Am J Med. 2019 Jan;132(1):38-41. doi: 10.1016/j.amjmed.2018.06.028. Epub 2018 Jul 25.
The use of direct oral anticoagulants over traditional warfarin has increased in the United States over the past 10 years because of advantages such as ease of use, predictable pharmacokinetic response, and safety. In 2015, the U.S. Food and Drug Administration approved idarucizumab (Praxbind) for the reversal of the direct thrombin inhibitor dabigatran, but no reversal agent has been available for oral factor Xa (FXa) inhibitors until recently. Andexanet alfa was approved in May 2018, under the brand name ANDEXXA, for the reversal of 2 of FXa inhibitors, apixaban and rivaroxaban, when life-threatening or uncontrolled bleeding occurs. This accelerated approval was based on change in anti-FXa activity from baseline that indicated a reversal of the anticoagulant effect. Any expanded Food and Drug Administration indication will be contingent on results demonstrating improved hemostasis and efficacy for reversing other FXa inhibitors.
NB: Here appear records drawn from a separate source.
//! # configs
//!
//! Layered settings for the postfeed binary.
//!
//! Loading order, later layers win:
//! 1. `config/defaults.toml`, embedded at build time
//! 2. a TOML file (the given path, or `postfeed.toml` in the working dir if present)
//! 3. `POSTFEED__*` environment variables, `.env` included

use std::path::{Path, PathBuf};

use chrono::FixedOffset;
use serde::Deserialize;
use thiserror::Error;
use tracing::debug;

const DEFAULTS: &str = include_str!("../config/defaults.toml");

#[derive(Error, Debug)]
pub enum ConfigError {
    #[error("failed to load configuration: {0}")]
    Load(#[from] config::ConfigError),

    #[error("display offset of {0} minutes is out of range")]
    InvalidOffset(i32),
}

#[derive(Debug, Clone, Deserialize, PartialEq, Eq)]
pub struct LogSettings {
    /// `tracing_subscriber::EnvFilter` directive, `RUST_LOG` takes precedence
    pub filter: String,
    pub json: bool,
}

#[derive(Debug, Clone, Deserialize, PartialEq, Eq)]
pub struct Settings {
    pub title: String,
    /// Offset from UTC for naive feed timestamps and date labels
    pub display_offset_minutes: i32,
    pub seed_comment: String,
    pub required_message: String,
    pub link_href: String,
    /// Feed document; the bundled demo feed when unset
    #[serde(default)]
    pub feed_path: Option<PathBuf>,
    /// Event script replayed before rendering
    #[serde(default)]
    pub events_path: Option<PathBuf>,
    /// Stdout when unset
    #[serde(default)]
    pub output_path: Option<PathBuf>,
    pub log: LogSettings,
}

impl Settings {
    pub fn load(config_path: Option<&Path>) -> Result<Self, ConfigError> {
        dotenvy::dotenv().ok();

        let mut builder = Self::defaults();
        builder = match config_path {
            Some(path) => builder.add_source(config::File::from(path).required(true)),
            None => builder.add_source(config::File::with_name("postfeed").required(false)),
        };
        builder = builder.add_source(
            config::Environment::with_prefix("POSTFEED")
                .prefix_separator("__")
                .separator("__")
                .try_parsing(true),
        );

        Self::finish(builder)
    }

    /// Defaults overlaid with one TOML document. Ignores files and environment.
    pub fn from_toml(layer: &str) -> Result<Self, ConfigError> {
        let builder = Self::defaults()
            .add_source(config::File::from_str(layer, config::FileFormat::Toml));
        Self::finish(builder)
    }

    pub fn display_offset(&self) -> Result<FixedOffset, ConfigError> {
        self.display_offset_minutes
            .checked_mul(60)
            .and_then(FixedOffset::east_opt)
            .ok_or(ConfigError::InvalidOffset(self.display_offset_minutes))
    }

    fn defaults() -> config::ConfigBuilder<config::builder::DefaultState> {
        config::Config::builder()
            .add_source(config::File::from_str(DEFAULTS, config::FileFormat::Toml))
    }

    fn finish(
        builder: config::ConfigBuilder<config::builder::DefaultState>,
    ) -> Result<Self, ConfigError> {
        let settings: Settings = builder.build()?.try_deserialize()?;
        settings.display_offset()?;
        debug!(?settings, "settings loaded");
        Ok(settings)
    }
}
在过去的 10 年中,由于直接口服抗凝剂具有使用方便、药代动力学反应可预测和安全性高等优点,其在美国的使用量超过了传统的华法林。2015 年,美国食品和药物管理局批准idarucizumab(Praxbind)逆转直接凝血酶抑制剂达比加群,但直到最近才有一种逆转剂可用于口服因子 Xa(FXa)抑制剂。andexanet alfa 于 2018 年 5 月以 ANDDEXXA 的品牌名称获得批准,用于逆转 2 种 FXa 抑制剂,即阿哌沙班和利伐沙班,当发生危及生命或无法控制的出血时。这种加速批准是基于基线时抗 FXa 活性的变化,表明抗凝作用得到逆转。任何扩大的食品和药物管理局适应证都将取决于结果,这些结果表明对于逆转其他 FXa 抑制剂的止血和疗效有改善。